Image classification: Use TensorFlow to build a convolutional neural network (CNN) to classify images, such as CIFAR-10 or ImageNet datasets

Table of contents

CIFAR-10 dataset

ImageNet dataset

Step 1: Import necessary libraries

Step 2: Load and preprocess data

Step 3: Build a convolutional neural network (CNN) model

Step 4: Compile and train the model

Step 5: Evaluate model performance

Step 6: Visualize training results

Step 7: Use the model to make predictions

Challenges of ImageNet dataset

Step 1: Load the ImageNet dataset

Step 2: Data preprocessing

Step 3: Build ResNet model

Step 4: Compile and train the model

Step 5: Fine-tune the model

Step 6: Evaluate model performance


Image classification is an important task in the field of computer vision, which involves assigning input images into different categories. Deep learning has achieved great success in image classification, and TensorFlow is a powerful deep learning framework. This blog will introduce how to use TensorFlow to build a convolutional neural network (CNN) for image classification. We will use two classic datasets: CIFAR-10 and ImageNet. First, let’s understand these two datasets.

CIFAR-10 dataset

The CIFAR-10 dataset contains 60,000 32x32 color images, divided into 10 different categories, with 6,000 images in each category. These categories include airplanes, cars, birds, cats, deer, dogs, frogs, horses, boats, and trucks. CIFAR-10 is a small dataset that is ideal for quickly validating and testing models.

ImageNet dataset

The ImageNet dataset is a massive image classification dataset containing over 14 million images and 1,000 different categories. This is a real-world challenge because it contains a wide variety of images, from animals to food to natural landscapes. The ImageNet dataset is widely used in the deep learning community for image classification tasks.
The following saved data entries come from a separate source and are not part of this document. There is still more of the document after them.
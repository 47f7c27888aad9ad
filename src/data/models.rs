//! Normalized entity model.
//!
//! Provider-agnostic shapes every adapter parses its upstream payloads
//! into. All entities are transient: built fresh per request, serialized
//! straight to JSON by the presentation layer, never persisted here.
//!
//! Identifiers are provider-scoped opaque strings. A team id from one
//! provider means nothing to another, and odds providers key games by team
//! display name instead of any id at all; the aggregation layer joins those
//! spaces by fuzzy name match rather than pretending they are one scheme.

use std::collections::HashMap;

use chrono::{DateTime, NaiveDate, Utc};
use serde::{Deserialize, Serialize};

/// Stat-name to value mapping returned by the stats operations.
pub type StatMap = HashMap<String, serde_json::Value>;

#[derive(Debug, Clone, PartialEq, Serialize, Deserialize)]
pub struct Team {
    pub id: String,
    pub name: String,
    pub short_name: String,
    pub city: String,
    pub league: String,
    #[serde(default)]
    pub conference: Option<String>,
    #[serde(default)]
    pub division: Option<String>,
    #[serde(default)]
    pub logo_url: Option<String>,
    #[serde(default)]
    pub primary_color: Option<String>,
    #[serde(default)]
    pub secondary_color: Option<String>,
    #[serde(default)]
    pub venue: Option<String>,
}

#[derive(Debug, Clone, PartialEq, Serialize, Deserialize)]
pub struct Player {
    pub id: String,
    pub first_name: String,
    pub last_name: String,
    /// Weak reference by id; existence is not enforced.
    pub team_id: String,
    pub position: String,
    #[serde(default)]
    pub jersey_number: Option<u32>,
    #[serde(default)]
    pub height: Option<String>,
    #[serde(default)]
    pub weight: Option<u32>,
    #[serde(default)]
    pub date_of_birth: Option<NaiveDate>,
    #[serde(default)]
    pub nationality: Option<String>,
}

impl Player {
    pub fn full_name(&self) -> String {
        format!("{} {}", self.first_name, self.last_name)
            .trim()
            .to_string()
    }
}

#[derive(Debug, Clone, PartialEq, Serialize, Deserialize)]
pub struct Game {
    pub id: String,
    pub home_team_id: String,
    pub away_team_id: String,
    /// Provider-local timezone semantics preserved as given; defaults to
    /// "now" when the upstream date is unparsable.
    pub scheduled_at: DateTime<Utc>,
    /// Free-form provider status, not a closed enum at this layer.
    pub status: String,
    pub season: String,
    #[serde(default)]
    pub home_score: Option<i64>,
    #[serde(default)]
    pub away_score: Option<i64>,
    #[serde(default)]
    pub venue: Option<String>,
    #[serde(default)]
    pub attendance: Option<u64>,
}

/// One bookmaker's odds for one game. Teams are referenced by display name
/// because odds providers do not share id space with sports providers.
#[derive(Debug, Clone, PartialEq, Serialize, Deserialize)]
pub struct BettingOdds {
    pub game_id: String,
    pub bookmaker: String,
    pub home_team: String,
    pub away_team: String,
    #[serde(default)]
    pub home_odds: Option<f64>,
    #[serde(default)]
    pub away_odds: Option<f64>,
    #[serde(default)]
    pub draw_odds: Option<f64>,
    #[serde(default)]
    pub over_under_line: Option<f64>,
    #[serde(default)]
    pub over_odds: Option<f64>,
    #[serde(default)]
    pub under_odds: Option<f64>,
    #[serde(default)]
    pub home_spread: Option<f64>,
    #[serde(default)]
    pub home_spread_odds: Option<f64>,
    #[serde(default)]
    pub away_spread: Option<f64>,
    #[serde(default)]
    pub away_spread_odds: Option<f64>,
    #[serde(default)]
    pub last_update: Option<DateTime<Utc>>,
}

impl BettingOdds {
    pub fn new(game_id: &str, bookmaker: &str, home_team: &str, away_team: &str) -> Self {
        Self {
            game_id: game_id.to_string(),
            bookmaker: bookmaker.to_string(),
            home_team: home_team.to_string(),
            away_team: away_team.to_string(),
            home_odds: None,
            away_odds: None,
            draw_odds: None,
            over_under_line: None,
            over_odds: None,
            under_odds: None,
            home_spread: None,
            home_spread_odds: None,
            away_spread: None,
            away_spread_odds: None,
            last_update: None,
        }
    }
}

/// Game record from the odds provider, owning one `BettingOdds` per
/// bookmaker. The odds list is empty, never absent.
#[derive(Debug, Clone, PartialEq, Serialize, Deserialize)]
pub struct GameWithOdds {
    pub game_id: String,
    pub home_team: String,
    pub away_team: String,
    pub sport: String,
    pub commence_time: DateTime<Utc>,
    #[serde(default)]
    pub home_score: Option<i64>,
    #[serde(default)]
    pub away_score: Option<i64>,
    #[serde(default)]
    pub completed: bool,
    #[serde(default)]
    pub odds: Vec<BettingOdds>,
}

/// Entry in the odds provider's sports catalog.
#[derive(Debug, Clone, PartialEq, Serialize, Deserialize)]
pub struct SportInfo {
    pub key: String,
    #[serde(default)]
    pub group: String,
    #[serde(default)]
    pub title: String,
    #[serde(default)]
    pub active: bool,
}

/// Odds provider account quota counters, read from response headers.
#[derive(Debug, Clone, Default, PartialEq, Serialize)]
pub struct UsageInfo {
    pub requests_remaining: Option<u64>,
    pub requests_used: Option<u64>,
    pub requests_last: Option<u64>,
}

/// Parse an ISO-8601 / RFC-3339 timestamp, tolerating a date-only form.
pub fn parse_iso_utc(raw: &str) -> Option<DateTime<Utc>> {
    if let Ok(dt) = DateTime::parse_from_rfc3339(raw) {
        return Some(dt.with_timezone(&Utc));
    }
    // Some endpoints emit naive timestamps without an offset.
    if let Ok(naive) = chrono::NaiveDateTime::parse_from_str(raw, "%Y-%m-%dT%H:%M:%S") {
        return Some(naive.and_utc());
    }
    None
}

/// Parse a timestamp, defaulting to "now" when unparsable. Documented
/// fallback for provider payloads with missing or mangled dates.
pub fn parse_iso_utc_or_now(raw: &str) -> DateTime<Utc> {
    parse_iso_utc(raw).unwrap_or_else(Utc::now)
}

#[cfg(test)]
mod tests {
    use super::*;

    #[test]
    fn test_parse_iso_with_zulu_offset() {
        let dt = parse_iso_utc("2025-01-15T19:30:00Z").unwrap();
        assert_eq!(dt.to_rfc3339(), "2025-01-15T19:30:00+00:00");
    }

    #[test]
    fn test_parse_iso_naive_timestamp() {
        let dt = parse_iso_utc("2025-01-15T19:30:00").unwrap();
        assert_eq!(dt.to_rfc3339(), "2025-01-15T19:30:00+00:00");
    }

    #[test]
    fn test_unparsable_date_falls_back_to_now() {
        let before = Utc::now();
        let dt = parse_iso_utc_or_now("not a date");
        assert!(dt >= before);
    }

    #[test]
    fn test_game_with_odds_defaults_to_empty_odds() {
        let game: GameWithOdds = serde_json::from_str(
            r#"{
                "game_id": "g1",
                "home_team": "Boston Celtics",
                "away_team": "Miami Heat",
                "sport": "basketball_nba",
                "commence_time": "2025-01-15T19:30:00Z"
            }"#,
        )
        .unwrap();
        assert!(game.odds.is_empty());
        assert!(!game.completed);
    }
}
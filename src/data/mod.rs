//! Normalized data shapes shared across providers and aggregation.

pub mod models;
#[async_trait]
impl SportsProvider for NbaStatsProvider {
    fn name(&self) -> &'static str {
        PROVIDER_NAME
    }

    /// Live listing with value-level fallback: an unreachable upstream or a
    /// structurally empty result substitutes the static table instead of
    /// failing the caller.
    async fn get_teams(&self, _league: Option<&str>) -> Result<Vec<Team>, ProviderError> {
        match self.fetch_live_teams().await {
            Ok(teams) if !teams.is_empty() => {
                info!(count = teams.len(), "Retrieved NBA teams");
                Ok(teams)
            }
            Ok(_) => {
                warn!("NBA stats returned zero teams, using fallback table");
                Ok(fallback::nba_teams())
            }
            Err(e) => {
                warn!(error = %e, "NBA stats unreachable, using fallback table");
                Ok(fallback::nba_teams())
            }
        }
    }

    async fn get_team(&self, team_id: &str) -> Result<Team, ProviderError> {
        let params = [("TeamID", team_id)];
        let response = self.executor.get("teaminfocommon", Some(&params)).await?;

        let row = first_row(&response.data)
            .ok_or_else(|| ProviderError::NotFound(format!("team {team_id} not found")))?;

        Ok(Team {
            id: row_string(&row, "TEAM_ID"),
            name: row_string(&row, "TEAM_NAME"),
            short_name: row_string(&row, "TEAM_ABBREVIATION"),
            city: row_string(&row, "TEAM_CITY"),
            league: "NBA".to_string(),
            conference: row_opt_string(&row, "TEAM_CONFERENCE"),
            division: row_opt_string(&row, "TEAM_DIVISION"),
            logo_url: None,
            primary_color: None,
            secondary_color: None,
            venue: None,
        })
    }

    async fn get_players(&self, team_id: Option<&str>) -> Result<Vec<Player>, ProviderError> {
        let mut params = vec![("IsOnlyCurrentSeason", "1")];
        if let Some(id) = team_id {
            params.push(("TeamID", id));
        }
        let response = self.executor.get("commonallplayers", Some(&params)).await?;

        let players: Vec<Player> = result_set_rows(&response.data)
            .iter()
            .filter_map(player_from_listing_row)
            .collect();

        info!(count = players.len(), "Retrieved NBA players");
        Ok(players)
    }

    async fn get_player(&self, player_id: &str) -> Result<Player, ProviderError> {
        let params = [("PlayerID", player_id)];
        let response = self.executor.get("commonplayerinfo", Some(&params)).await?;

        let row = first_row(&response.data)
            .ok_or_else(|| ProviderError::NotFound(format!("player {player_id} not found")))?;

        Ok(Player {
            id: row_string(&row, "PERSON_ID"),
            first_name: row_string(&row, "FIRST_NAME"),
            last_name: row_string(&row, "LAST_NAME"),
            team_id: row_string(&row, "TEAM_ID"),
            position: row_string(&row, "POSITION"),
            jersey_number: row_u64(&row, "JERSEY").map(|n| n as u32),
            height: row_opt_string(&row, "HEIGHT"),
            weight: row_u64(&row, "WEIGHT").map(|w| w as u32),
            date_of_birth: row
                .get("BIRTHDATE")
                .and_then(Value::as_str)
                .and_then(|s| parse_iso_utc(s).map(|dt| dt.date_naive())),
            nationality: row_opt_string(&row, "COUNTRY"),
        })
    }

    async fn get_games(
        &self,
        start_date: Option<NaiveDate>,
        end_date: Option<NaiveDate>,
        team_id: Option<&str>,
    ) -> Result<Vec<Game>, ProviderError> {
        let date_from = start_date.map(|d| d.format("%m/%d/%Y").to_string());
        let date_to = end_date.map(|d| d.format("%m/%d/%Y").to_string());

        let mut params: Vec<(&str, &str)> = Vec::new();
        if let Some(ref from) = date_from {
            params.push(("DateFrom", from));
        }
        if let Some(ref to) = date_to {
            params.push(("DateTo", to));
        }
        if let Some(id) = team_id {
            params.push(("TeamID", id));
        }

        let response = self
            .executor
            .get(
                "leaguegamefinder",
                if params.is_empty() { None } else { Some(&params) },
            )
            .await?;

        let games = games_from_finder_rows(&response.data);
        info!(count = games.len(), "Retrieved NBA games");
        Ok(games)
    }

    async fn get_game(&self, game_id: &str) -> Result<Game, ProviderError> {
        let params = [("GameID", game_id)];
        let response = self.executor.get("boxscoresummaryv2", Some(&params)).await?;

        let row = first_row(&response.data)
            .ok_or_else(|| ProviderError::NotFound(format!("game {game_id} not found")))?;

        Ok(Game {
            id: game_id.to_string(),
            home_team_id: row_string(&row, "HOME_TEAM_ID"),
            away_team_id: row_string(&row, "VISITOR_TEAM_ID"),
            scheduled_at: parse_game_date(row.get("GAME_DATE_EST").and_then(Value::as_str)),
            status: row_opt_string(&row, "GAME_STATUS_TEXT")
                .unwrap_or_else(|| "finished".to_string()),
            season: row_string(&row, "SEASON"),
            home_score: row_i64(&row, "HOME_TEAM_PTS"),
            away_score: row_i64(&row, "VISITOR_TEAM_PTS"),
            venue: None,
            attendance: row_u64(&row, "ATTENDANCE"),
        })
    }

    async fn get_team_stats(
        &self,
        team_id: &str,
        season: Option<&str>,
    ) -> Result<StatMap, ProviderError> {
        let mut params = vec![("TeamID", team_id)];
        if let Some(s) = season {
            params.push(("Season", s));
        }
        let response = self
            .executor
            .get("teamdashboardbygeneralsplits", Some(&params))
            .await?;
        Ok(first_row(&response.data).unwrap_or_default())
    }

    async fn get_player_stats(
        &self,
        player_id: &str,
        season: Option<&str>,
    ) -> Result<StatMap, ProviderError> {
        let mut params = vec![("PlayerID", player_id)];
        if let Some(s) = season {
            params.push(("Season", s));
        }
        let response = self
            .executor
            .get("playerdashboardbygeneralsplits", Some(&params))
            .await?;
        Ok(first_row(&response.data).unwrap_or_default())
    }
}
Now, let us build the image classification model step by step and train and test it first using the CIFAR-10 dataset.

Step 1: Import necessary libraries

First, we need to import the necessary Python libraries, including TensorFlow, NumPy, and Matplotlib.

import tensorflow as tf
from tensorflow.keras import datasets, layers, models
import numpy as np
import matplotlib.pyplot as plt

Step 2: Load and preprocess data

We will use TensorFlow's datasetsmodule to load the CIFAR-10 dataset and perform some basic preprocessing.

(train_images, train_labels), (test_images, test_labels) = datasets.cifar10.load_data()

# 将图像像素值缩放到0到1之间
train_images, test_images = train_images / 255.0, test_images / 255.0

Step 3: Build a convolutional neural network (CNN) model

We will create a simple CNN model, including convolutional layers, pooling layers, and fully connected layers.

model = models.Sequential()
model.add(layers.Conv2D(32, (3, 3), activation='relu', input_shape=(32, 32, 3)))
model.add(layers.MaxPooling2D((2, 2)))
model.add(layers.Conv2D(64, (3, 3), activation='relu'))
model.add(layers.MaxPooling2D((2, 2)))
model.add(layers.Conv2D(64, (3, 3), activation='relu'))
model.add(layers.Flatten())
model.add(layers.Dense(64, activation='relu'))
model.add(layers.Dense(10))

Step 4: Compile and train the model

Before training, we need to compile the model and specify the loss function, optimizer, and evaluation metrics.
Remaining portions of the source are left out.